CVE-2025-2876 identifies a missing authorization vulnerability (CWE-862) in the MelaPress Login Security and MelaPress Login Security Premium WordPress plugins, specifically version 2.1.0. The flaw exists in the 'monitor_admin_actions' function, which lacks proper capability checks to verify if a user is authorized to perform certain administrative actions. This omission allows unauthenticated attackers to invoke this function remotely and delete any user account on the WordPress site. The vulnerability impacts the integrity of the system by permitting unauthorized modification of user data but does not affect confidentiality or availability directly. The CVSS 3.1 base score is 5.3 (medium), reflecting the ease of exploitation (no privileges or user interaction required) but limited impact scope (integrity only). No patches or known exploits are currently available, indicating the vulnerability is newly disclosed. The affected plugin is used to enhance login security on WordPress sites, which are widely deployed globally, making this a relevant threat to many organizations relying on WordPress for their web presence. The vulnerability could be exploited to remove administrative or other user accounts, potentially disrupting site management and access control.
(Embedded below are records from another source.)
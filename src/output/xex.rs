// ugBC - A retargetable BASIC compiler creating binaries for 8-bit home computers
// Copyright (C) 2026  Marcel Joachim Kloubert <marcel@kloubert.dev>
//
// This program is free software: you can redistribute it and/or modify
// it under the terms of the GNU Affero General Public License as published by
// the Free Software Foundation, either version 3 of the License, or
// (at your option) any later version.
//
// This program is distributed in the hope that it will be useful,
// but WITHOUT ANY WARRANTY; without even the implied warranty of
// MERCHANTABILITY or FITNESS FOR A PARTICULAR PURPOSE.  See the
// GNU Affero General Public License for more details.
//
// You should have received a copy of the GNU Affero General Public License
// along with this program.  If not, see <https://www.gnu.org/licenses/>.

//! Atari XEX executables.
//!
//! An XEX file is a `$FFFF` marker followed by segments of
//! `(start, end inclusive, bytes)`. A last segment writes the run
//! address into RUNAD so DOS jumps to the program once it is loaded.

/// Location of the run address vector.
pub const RUNAD: u16 = 0x02E0;

fn segment(image: &mut Vec<u8>, start: u16, data: &[u8]) {
    let end = start.wrapping_add(data.len().saturating_sub(1) as u16);
    image.extend_from_slice(&start.to_le_bytes());
    image.extend_from_slice(&end.to_le_bytes());
    image.extend_from_slice(data);
}

/// Wrap `code`, loaded at `load_address`, into an executable starting there.
pub fn xex_image(code: &[u8], load_address: u16) -> Vec<u8> {
    let mut image = vec![0xFF, 0xFF];
    segment(&mut image, load_address, code);
    segment(&mut image, RUNAD, &load_address.to_le_bytes());
    image
}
The primary impact of this vulnerability is unauthorized integrity loss through deletion of user accounts, which can disrupt site administration and user access. Organizations may face operational challenges if administrative accounts are deleted, potentially leading to lockout scenarios or the need for recovery procedures. While confidentiality and availability are not directly compromised, the ability to delete users could be leveraged as part of a broader attack chain to weaken site defenses or facilitate further exploitation. The vulnerability's ease of exploitation without authentication increases risk, especially for high-profile or high-traffic WordPress sites using the affected plugin. This could affect e-commerce platforms, content management systems, and other business-critical web applications, leading to reputational damage and operational downtime. The absence of known exploits suggests limited current active exploitation, but the vulnerability remains a significant risk until patched.

1. Monitor the vendor's official channels for a security patch and apply updates to MelaPress Login Security Premium immediately upon release. 2. Until a patch is available, implement manual authorization checks by modifying the plugin code to verify user capabilities before executing 'monitor_admin_actions'. 3. Restrict access to the WordPress admin interface and plugin endpoints using web application firewalls (WAFs) or IP whitelisting to limit exposure to unauthenticated requests. 4. Employ intrusion detection systems to monitor for suspicious requests targeting the vulnerable function. 5. Regularly back up user data and site configurations to enable rapid recovery if user accounts are deleted. 6. Conduct security audits of installed plugins to identify and remediate similar missing authorization issues. 7. Educate site administrators about the vulnerability and encourage vigilance for unusual user deletions or access anomalies.